Oren, maar kunnen niet horen; Een neus, maar kunnen niet ruiken.

WILLIBRORD

oren hebben ze - kunnen niet horen, hebben een neus - en toch ruiken zij niets!

7
CANISIUS

Hun handen kunnen niet tasten, Hun voeten niet gaan; Ze geven geen geluid met hun keel, En hebben geen adem in hun mond.

WILLIBRORD

Kunnen met hun handen niet grijpen, kunnen met hun voeten niet gaan.
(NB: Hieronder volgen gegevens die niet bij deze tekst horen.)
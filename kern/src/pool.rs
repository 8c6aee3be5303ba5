// This Source Code Form is subject to the terms of the Mozilla Public
// License, v. 2.0. If a copy of the MPL was not distributed with this
// file, You can obtain one at https://mozilla.org/MPL/2.0/.

//! A fixed-block memory pool: O(1) alloc/free via a free list threaded
//! through the unused blocks themselves, so it costs no memory beyond the
//! buffer it's handed.

use core::cell::UnsafeCell;
use core::mem::{align_of, size_of};
use core::sync::atomic::{AtomicUsize, Ordering};

use crate::err::{KernelError, Result};
use crate::sync::Mutex;

/// The pure allocator logic. Not `Send`/`Sync` on its own — `Pool` below
/// supplies the blocking-mutex discipline that makes sharing it safe.
struct PoolState {
    block_size: usize,
    num_blocks: usize,
    free_head: *mut u8,
}

impl PoolState {
    const fn empty() -> Self {
        PoolState {
            block_size: 0,
            num_blocks: 0,
            free_head: core::ptr::null_mut(),
        }
    }

    fn init(&mut self, buffer: &mut [u8], requested_block_size: usize) -> Result<()> {
        let align = align_of::<usize>();
        let block_size = align_up(requested_block_size.max(size_of::<usize>()), align);
        let num_blocks = buffer.len() / block_size;
        if requested_block_size == 0 || num_blocks == 0 {
            return Err(KernelError::InvalidPoolConfig);
        }

        let base = buffer.as_mut_ptr();
        for i in 0..num_blocks {
            // Safety: `i < num_blocks` and `block_size * num_blocks <=
            // buffer.len()`, so every block and its header word lie
            // entirely within `buffer`.
            unsafe {
                let block = base.add(i * block_size);
                let next = if i + 1 < num_blocks {
                    base.add((i + 1) * block_size)
                } else {
                    core::ptr::null_mut()
                };
                (block as *mut *mut u8).write(next);
            }
        }

        self.block_size = block_size;
        self.num_blocks = num_blocks;
        self.free_head = base;
        Ok(())
    }

    fn alloc(&mut self) -> Option<*mut u8> {
        if self.free_head.is_null() {
            return None;
        }
        let block = self.free_head;
        // Safety: `block` is either the buffer base from `init` or a
        // previously-freed block, both of which had their leading word
        // written with the next free block's address (or null).
        self.free_head = unsafe { *(block as *const *mut u8) };
        Some(block)
    }

    /// Safety: `block` must have come from `alloc` on this same pool and
    /// must not already be on the free list.
    unsafe fn free(&mut self, block: *mut u8) {
        (block as *mut *mut u8).write(self.free_head);
        self.free_head = block;
    }
}

fn align_up(size: usize, align: usize) -> usize {
    (size + align - 1) & !(align - 1)
}

/// The kernel-global handle application code declares a `static` of.
///
/// Metadata is protected by a real blocking mutex rather than an
/// interrupts-disabled critical section, so a pool operation never has to
/// mask interrupts globally — it only excludes other tasks contending for
/// this same pool. `pool_alloc`/`pool_free` must therefore only be called
/// from task context, never from an interrupt handler.
pub struct Pool {
    mutex: Mutex,
    state: UnsafeCell<PoolState>,
    /// Tracked outside the mutex: a quick, non-locking read is sufficient
    /// for diagnostics, and tearing is tolerated.
    used_count: AtomicUsize,
}

// Safety: every access to `state` is bracketed by `mutex.acquire()` /
// `mutex.release()`, which admits only one task at a time.
unsafe impl Sync for Pool {}

impl Pool {
    pub const fn new() -> Self {
        Pool {
            mutex: Mutex::new(),
            state: UnsafeCell::new(PoolState::empty()),
            used_count: AtomicUsize::new(0),
        }
    }

    pub fn init(&self, buffer: &mut [u8], block_size: usize) -> Result<()> {
        self.used_count.store(0, Ordering::Relaxed);
        self.mutex.acquire();
        // Safety: `mutex` is held for the duration of this access.
        let result = unsafe { (*self.state.get()).init(buffer, block_size) };
        self.mutex.release();
        result
    }

    pub fn deinit(&self) {
        self.used_count.store(0, Ordering::Relaxed);
        self.mutex.acquire();
        // Safety: `mutex` is held for the duration of this access.
        unsafe { *self.state.get() = PoolState::empty() };
        self.mutex.release();
    }

    pub fn alloc(&self) -> Option<*mut u8> {
        self.mutex.acquire();
        // Safety: `mutex` is held for the duration of this access.
        let block = unsafe { (*self.state.get()).alloc() };
        self.mutex.release();
        if block.is_some() {
            self.used_count.fetch_add(1, Ordering::Relaxed);
        }
        block
    }

    /// # Safety
    ///
    /// `block` must have come from [`Pool::alloc`] on this pool and must not
    /// be freed twice.
    pub unsafe fn free(&self, block: *mut u8) {
        self.mutex.acquire();
        // Safety: `mutex` is held for the duration of this access; `block`
        // satisfies this function's own safety contract.
        unsafe { (*self.state.get()).free(block) };
        self.mutex.release();
        self.used_count.fetch_sub(1, Ordering::Relaxed);
    }

    pub fn used_count(&self) -> usize {
        self.used_count.load(Ordering::Relaxed)
    }
}

impl Default for Pool {
    fn default() -> Self {
        Self::new()
    }
}

#[cfg(test)]
mod tests {
    use super::*;

    #[test]
    fn init_rejects_zero_block_size_and_undersized_buffers() {
        let pool = Pool::new();
        let mut buf = [0u8; 64];
        assert_eq!(
            pool.init(&mut buf, 0).unwrap_err(),
            KernelError::InvalidPoolConfig
        );
        assert_eq!(
            pool.init(&mut buf, 128).unwrap_err(),
            KernelError::InvalidPoolConfig
        );
    }

    #[test]
    fn alloc_hands_out_every_block_then_returns_none() {
        let pool = Pool::new();
        let mut buf = [0u8; 64];
        pool.init(&mut buf, 16).unwrap();

        let mut blocks = Vec::new();
        while let Some(b) = pool.alloc() {
            blocks.push(b);
        }
        assert_eq!(blocks.len(), 4);
        assert_eq!(pool.used_count(), 4);
        assert!(pool.alloc().is_none());

        for b in blocks {
            unsafe { pool.free(b) };
        }
        assert_eq!(pool.used_count(), 0);
    }

    #[test]
    fn freed_blocks_are_reusable() {
        let pool = Pool::new();
        let mut buf = [0u8; 32];
        pool.init(&mut buf, 16).unwrap();

        let a = pool.alloc().unwrap();
        unsafe { pool.free(a) };
        let b = pool.alloc().unwrap();
        assert_eq!(a, b);
    }
}
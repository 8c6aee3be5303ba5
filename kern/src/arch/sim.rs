// This Source Code Form is subject to the terms of the Mozilla Public
// License, v. 2.0. If a copy of the MPL was not distributed with this
// file, You can obtain one at https://mozilla.org/MPL/2.0/.

//! Host-testable stand-in for the CPU primitives in `arch::arm_m`.
//!
//! There is no hardware here, so "disabling interrupts" and "pending a
//! reschedule" can't mean what they mean on real Cortex-M. This module
//! models them as cooperative bookkeeping instead: interrupt masking is a
//! reentrant nesting counter (so tests can assert "we are currently inside a
//! critical section"), and a pended reschedule is a flag the kernel's own
//! call sites consult synchronously, since nothing here delivers an
//! asynchronous exception to run it for them.
//!
//! This is the backend `cargo test` runs the whole kernel against.

use core::cell::Cell;

macro_rules! uassert {
    ($cond:expr) => {
        if !$cond {
            panic!("Assertion failed!");
        }
    };
}

/// Nesting depth of `disable_irq` before the call that produced this value.
/// Restoring it is what makes `disable_irq`/`enable_irq` safely nestable.
pub struct RestoreState(u32);

impl RestoreState {
    pub(crate) fn into_raw(self) -> u32 {
        self.0
    }

    pub(crate) fn from_raw(raw: u32) -> Self {
        RestoreState(raw)
    }
}

std::thread_local! {
    static IRQ_NESTING: Cell<u32> = const { Cell::new(0) };
    static RESCHEDULE_PENDED: Cell<bool> = const { Cell::new(false) };
}

pub fn disable_irq() -> RestoreState {
    let depth = IRQ_NESTING.with(|c| {
        let d = c.get();
        uassert!(d < u32::MAX);
        c.set(d + 1);
        d
    });
    RestoreState(depth)
}

pub fn enable_irq(restore: RestoreState) {
    IRQ_NESTING.with(|c| c.set(restore.0));
}

/// True while a (possibly nested) critical section is open on this thread.
/// Exposed for tests that want to assert sync primitives bracket their
/// mutations correctly.
pub fn irqs_disabled() -> bool {
    IRQ_NESTING.with(|c| c.get() > 0)
}

pub fn pend_reschedule() {
    RESCHEDULE_PENDED.with(|c| c.set(true));
}

/// Consumes the pending-reschedule flag, returning whether it was set.
/// `sched::Kernel` polls this after every operation that might have pended
/// one, standing in for the real service-exception firing.
pub fn take_pending_reschedule() -> bool {
    RESCHEDULE_PENDED.with(|c| {
        let v = c.get();
        c.set(false);
        v
    })
}

/// Builds the task's initial machine state.
///
/// Real hardware needs a synthetic exception frame written onto the stack;
/// the simulator has no stack-pointer-driven dispatch; it just remembers
/// which entry function this slot belongs to, for host tests that choose to
/// invoke it directly. The returned value stands in for the initial stack
/// pointer and is opaque to callers.
pub fn initialize_stack(stack: &mut [usize], entry: usize) -> usize {
    if let Some(top) = stack.last_mut() {
        *top = entry;
    }
    entry
}

/// Real hardware stashes a pointer for the context-switch assembly to
/// read later. There's no assembly here, so this is a no-op; tests read
/// the current task back out of the `Kernel` they hold directly instead.
pub fn set_current_task(_task: &mut crate::task::Task) {}

/// There's no hardware to "enter userland" on. Exercising task bodies
/// concurrently isn't this backend's job — tests drive `Kernel`'s state
/// machine directly instead, the way `arch::arm_m`'s teacher-equivalent
/// (`arch::fake`) simply panics rather than pretending to dispatch.
pub fn start_first_task() -> ! {
    panic!("sim backend has no hardware to dispatch tasks on");
}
Verstoken van stem is hun keel.

8
CANISIUS

Aan hen worden gelijk, die ze maken, En allen, die er op hopen!

WILLIBRORD

En hun evenbeeld zijn hun makers, ja elk die op hen zich verlaat.

9
CANISIUS

Maar Israël blijft op Jahweh vertrouwen: Hij is hun hulp en hun schild;

WILLIBRORD

Israël, bouw op de Heer, - hun hulp en hun schild dat is Hij!

10
CANISIUS

Het huis van Aäron blijft op Jahweh vertrouwen: Hij is hun hulp en hun schild;

WILLIBRORD

Huis van Aäron, bouw op de Heer, - hun hulp en hun schild dat is Hij!

11
CANISIUS

Die Jahweh vrezen, blijven op Jahweh vertrouwen: Hij is hun hulp en hun schild!

WILLIBRORD

Gij die de Heer vreest, bouwt op de Heer, - hun hulp en hun schild dat is Hij!

12
CANISIUS

En Jahweh zal ons gedenken, Ons zijn zegen verlenen: Het huis van Israël zegenen, Het huis van Aäron zegenen,

WILLIBRORD

Ons gedenkt de Heer, Hij wil ons zegenen, Hij wil zegenen Israëls huis, wil zegenen het huis van Aäron;

13
CANISIUS

Die Jahweh vrezen zegenen, Kleinen en groten;

WILLIBRORD

wil zegenen die vrezen de Heer de kleinen, de groten tesamen.

14
CANISIUS

En Jahweh zal u blijven zegenen, U en uw kinderen!

WILLIBRORD

Hij make u talrijk, de Heer, talrijk uzelf en uw kinderen.

15
CANISIUS

Weest dan gezegend door Jahweh, Die hemel en aarde heeft gemaakt:

WILLIBRORD

Gezegend dan gij door de Heer, die gemaakt heeft hemel en aarde:

16
CANISIUS

De hemel blijft de hemel van Jahweh, Maar de aarde gaf Hij aan de kinderen der mensen.

WILLIBRORD

de hemel behoort aan de Heer, aan het mensdom schonk Hij de aarde.

17
CANISIUS

De doden zullen Jahweh niet prijzen, Niemand, die in het oord van Stilte is gedaald:

WILLIBRORD

Niet de doden spreken Gods lof, geen van wie zijn gedaald in de stilte;

18
CANISIUS

Maar wij, wij zullen Jahweh loven, Van nu af tot in eeuwigheid!

WILLIBRORD

maar wij, wij zegenen God, van thans tot in eeuwigheid. Godlof!